■ Input data
::::::::

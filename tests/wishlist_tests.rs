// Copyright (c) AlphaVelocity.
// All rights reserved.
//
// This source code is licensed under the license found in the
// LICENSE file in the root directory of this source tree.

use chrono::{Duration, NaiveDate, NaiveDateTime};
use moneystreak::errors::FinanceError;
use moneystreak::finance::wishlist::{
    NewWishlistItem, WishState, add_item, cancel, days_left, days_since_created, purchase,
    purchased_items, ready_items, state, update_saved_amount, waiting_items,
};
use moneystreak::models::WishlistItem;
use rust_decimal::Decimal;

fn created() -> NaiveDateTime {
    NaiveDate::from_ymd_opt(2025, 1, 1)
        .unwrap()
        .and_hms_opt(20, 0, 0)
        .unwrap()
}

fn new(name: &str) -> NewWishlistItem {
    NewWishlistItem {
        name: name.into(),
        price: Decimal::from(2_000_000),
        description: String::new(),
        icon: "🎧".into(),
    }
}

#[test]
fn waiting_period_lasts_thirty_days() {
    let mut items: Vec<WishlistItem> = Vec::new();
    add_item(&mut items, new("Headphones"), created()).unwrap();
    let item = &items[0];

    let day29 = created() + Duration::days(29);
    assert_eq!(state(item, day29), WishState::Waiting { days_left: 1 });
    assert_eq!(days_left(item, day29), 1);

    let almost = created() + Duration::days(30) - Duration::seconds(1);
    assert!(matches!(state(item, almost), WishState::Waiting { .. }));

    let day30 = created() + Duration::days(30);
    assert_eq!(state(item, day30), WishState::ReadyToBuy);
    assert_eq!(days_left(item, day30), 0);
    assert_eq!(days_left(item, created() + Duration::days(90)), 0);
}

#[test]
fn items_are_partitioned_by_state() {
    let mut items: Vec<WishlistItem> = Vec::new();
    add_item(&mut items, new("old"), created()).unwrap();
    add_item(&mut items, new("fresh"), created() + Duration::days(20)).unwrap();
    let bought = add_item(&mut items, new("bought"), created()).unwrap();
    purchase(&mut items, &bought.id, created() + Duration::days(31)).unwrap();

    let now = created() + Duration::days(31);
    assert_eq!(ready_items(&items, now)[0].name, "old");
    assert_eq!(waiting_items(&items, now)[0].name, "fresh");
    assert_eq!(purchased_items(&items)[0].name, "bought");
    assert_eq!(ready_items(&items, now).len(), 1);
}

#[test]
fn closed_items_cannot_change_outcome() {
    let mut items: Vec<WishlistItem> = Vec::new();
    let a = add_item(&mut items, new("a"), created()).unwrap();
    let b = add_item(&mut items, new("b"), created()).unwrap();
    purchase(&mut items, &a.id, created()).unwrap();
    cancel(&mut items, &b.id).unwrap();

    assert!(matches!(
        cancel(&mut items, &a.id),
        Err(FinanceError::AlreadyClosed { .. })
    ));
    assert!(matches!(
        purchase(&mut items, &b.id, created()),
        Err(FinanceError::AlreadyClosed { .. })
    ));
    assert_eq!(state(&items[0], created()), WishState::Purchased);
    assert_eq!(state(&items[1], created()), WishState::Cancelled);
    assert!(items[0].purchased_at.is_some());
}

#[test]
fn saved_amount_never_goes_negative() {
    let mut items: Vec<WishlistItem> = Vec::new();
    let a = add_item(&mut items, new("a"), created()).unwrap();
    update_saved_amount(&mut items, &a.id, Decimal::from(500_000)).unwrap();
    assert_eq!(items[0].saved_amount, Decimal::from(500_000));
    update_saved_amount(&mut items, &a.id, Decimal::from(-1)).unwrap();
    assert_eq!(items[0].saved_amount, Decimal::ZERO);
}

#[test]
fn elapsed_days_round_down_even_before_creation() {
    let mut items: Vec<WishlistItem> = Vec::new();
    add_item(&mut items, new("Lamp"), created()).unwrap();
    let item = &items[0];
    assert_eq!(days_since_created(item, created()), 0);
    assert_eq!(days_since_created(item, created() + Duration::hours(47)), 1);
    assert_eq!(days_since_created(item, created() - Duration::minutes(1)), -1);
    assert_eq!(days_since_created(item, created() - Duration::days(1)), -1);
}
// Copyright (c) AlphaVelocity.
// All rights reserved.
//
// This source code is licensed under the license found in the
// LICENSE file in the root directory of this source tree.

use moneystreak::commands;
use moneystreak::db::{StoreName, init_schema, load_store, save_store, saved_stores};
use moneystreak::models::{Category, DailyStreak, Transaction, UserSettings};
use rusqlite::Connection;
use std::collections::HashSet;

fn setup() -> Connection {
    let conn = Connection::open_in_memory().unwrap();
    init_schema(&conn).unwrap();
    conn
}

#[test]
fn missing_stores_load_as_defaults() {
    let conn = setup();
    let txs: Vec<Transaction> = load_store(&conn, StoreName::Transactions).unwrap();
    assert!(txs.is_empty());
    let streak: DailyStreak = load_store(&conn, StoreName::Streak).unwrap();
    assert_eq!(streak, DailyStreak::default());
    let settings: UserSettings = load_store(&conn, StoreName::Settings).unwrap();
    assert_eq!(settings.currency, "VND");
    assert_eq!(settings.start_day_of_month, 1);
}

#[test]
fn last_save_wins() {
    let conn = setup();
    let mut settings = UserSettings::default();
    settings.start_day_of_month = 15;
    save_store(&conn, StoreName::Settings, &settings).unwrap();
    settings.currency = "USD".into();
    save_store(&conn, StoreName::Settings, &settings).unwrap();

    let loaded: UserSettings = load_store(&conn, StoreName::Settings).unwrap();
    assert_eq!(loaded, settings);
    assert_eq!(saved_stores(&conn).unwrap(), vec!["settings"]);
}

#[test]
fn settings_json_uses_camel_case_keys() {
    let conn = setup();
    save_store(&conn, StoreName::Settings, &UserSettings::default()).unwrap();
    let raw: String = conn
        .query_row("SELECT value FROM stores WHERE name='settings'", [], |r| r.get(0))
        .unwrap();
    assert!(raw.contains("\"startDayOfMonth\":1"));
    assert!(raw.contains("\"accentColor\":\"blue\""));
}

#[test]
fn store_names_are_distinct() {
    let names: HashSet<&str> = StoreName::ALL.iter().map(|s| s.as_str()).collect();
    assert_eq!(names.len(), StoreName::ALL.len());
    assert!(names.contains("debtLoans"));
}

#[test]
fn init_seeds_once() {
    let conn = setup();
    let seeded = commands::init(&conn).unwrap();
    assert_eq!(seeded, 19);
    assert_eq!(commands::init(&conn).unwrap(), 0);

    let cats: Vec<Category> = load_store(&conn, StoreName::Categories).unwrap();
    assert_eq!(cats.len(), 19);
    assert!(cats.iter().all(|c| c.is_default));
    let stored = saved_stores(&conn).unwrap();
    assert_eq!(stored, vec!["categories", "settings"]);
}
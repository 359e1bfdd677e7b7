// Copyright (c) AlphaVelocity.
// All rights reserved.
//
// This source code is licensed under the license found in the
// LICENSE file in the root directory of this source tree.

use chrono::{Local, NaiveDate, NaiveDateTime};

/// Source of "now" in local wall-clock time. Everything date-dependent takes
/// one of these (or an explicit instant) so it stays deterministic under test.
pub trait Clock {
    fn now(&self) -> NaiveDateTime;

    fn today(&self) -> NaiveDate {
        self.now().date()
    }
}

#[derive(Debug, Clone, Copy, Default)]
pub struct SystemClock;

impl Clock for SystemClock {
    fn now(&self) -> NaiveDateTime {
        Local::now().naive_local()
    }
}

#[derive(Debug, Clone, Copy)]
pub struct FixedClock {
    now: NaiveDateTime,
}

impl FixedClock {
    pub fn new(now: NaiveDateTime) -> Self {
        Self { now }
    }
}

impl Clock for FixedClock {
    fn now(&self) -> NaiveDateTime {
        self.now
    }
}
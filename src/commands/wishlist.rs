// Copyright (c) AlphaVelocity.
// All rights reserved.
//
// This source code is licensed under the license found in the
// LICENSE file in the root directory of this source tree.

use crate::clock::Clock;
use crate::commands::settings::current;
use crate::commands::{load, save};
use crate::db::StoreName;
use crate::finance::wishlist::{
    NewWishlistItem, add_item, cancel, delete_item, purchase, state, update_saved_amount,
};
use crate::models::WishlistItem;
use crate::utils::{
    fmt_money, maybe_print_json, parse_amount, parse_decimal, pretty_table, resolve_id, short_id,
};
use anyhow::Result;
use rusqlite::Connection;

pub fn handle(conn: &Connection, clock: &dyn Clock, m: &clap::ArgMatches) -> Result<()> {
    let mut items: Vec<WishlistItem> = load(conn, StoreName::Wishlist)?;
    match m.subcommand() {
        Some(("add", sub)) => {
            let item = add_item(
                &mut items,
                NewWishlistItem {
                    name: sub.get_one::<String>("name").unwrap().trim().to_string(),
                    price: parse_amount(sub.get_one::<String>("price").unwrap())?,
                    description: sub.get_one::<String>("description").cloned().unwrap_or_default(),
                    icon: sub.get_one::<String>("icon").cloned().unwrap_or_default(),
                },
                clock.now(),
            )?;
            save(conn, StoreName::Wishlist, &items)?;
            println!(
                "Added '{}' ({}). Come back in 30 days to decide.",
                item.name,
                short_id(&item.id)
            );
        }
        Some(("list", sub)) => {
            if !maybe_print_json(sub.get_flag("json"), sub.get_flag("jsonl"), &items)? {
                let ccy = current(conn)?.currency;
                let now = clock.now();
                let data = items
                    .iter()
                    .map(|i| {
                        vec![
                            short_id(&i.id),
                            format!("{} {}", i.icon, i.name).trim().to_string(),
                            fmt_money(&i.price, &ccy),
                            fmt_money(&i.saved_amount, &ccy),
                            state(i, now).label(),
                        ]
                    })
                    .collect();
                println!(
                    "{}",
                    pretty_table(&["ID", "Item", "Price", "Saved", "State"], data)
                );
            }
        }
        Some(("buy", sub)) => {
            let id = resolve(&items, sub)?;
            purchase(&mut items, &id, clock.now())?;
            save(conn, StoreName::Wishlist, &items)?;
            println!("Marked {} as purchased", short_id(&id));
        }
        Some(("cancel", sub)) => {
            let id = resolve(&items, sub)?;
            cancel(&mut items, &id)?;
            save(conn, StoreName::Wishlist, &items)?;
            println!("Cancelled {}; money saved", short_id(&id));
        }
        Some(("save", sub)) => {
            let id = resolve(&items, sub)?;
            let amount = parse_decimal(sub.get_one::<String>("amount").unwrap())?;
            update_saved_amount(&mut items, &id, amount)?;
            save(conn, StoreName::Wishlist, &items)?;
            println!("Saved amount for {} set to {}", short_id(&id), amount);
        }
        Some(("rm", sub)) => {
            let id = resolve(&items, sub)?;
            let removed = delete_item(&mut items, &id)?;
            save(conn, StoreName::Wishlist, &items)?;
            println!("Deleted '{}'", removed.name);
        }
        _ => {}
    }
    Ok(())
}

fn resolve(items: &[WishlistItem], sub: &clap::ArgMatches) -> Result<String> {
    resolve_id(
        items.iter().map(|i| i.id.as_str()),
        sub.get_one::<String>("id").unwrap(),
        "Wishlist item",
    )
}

::::::::

■ Task brief
Give the number of lines in the entries above that include the string "cloned". No other output is expected.

■ Answer box
2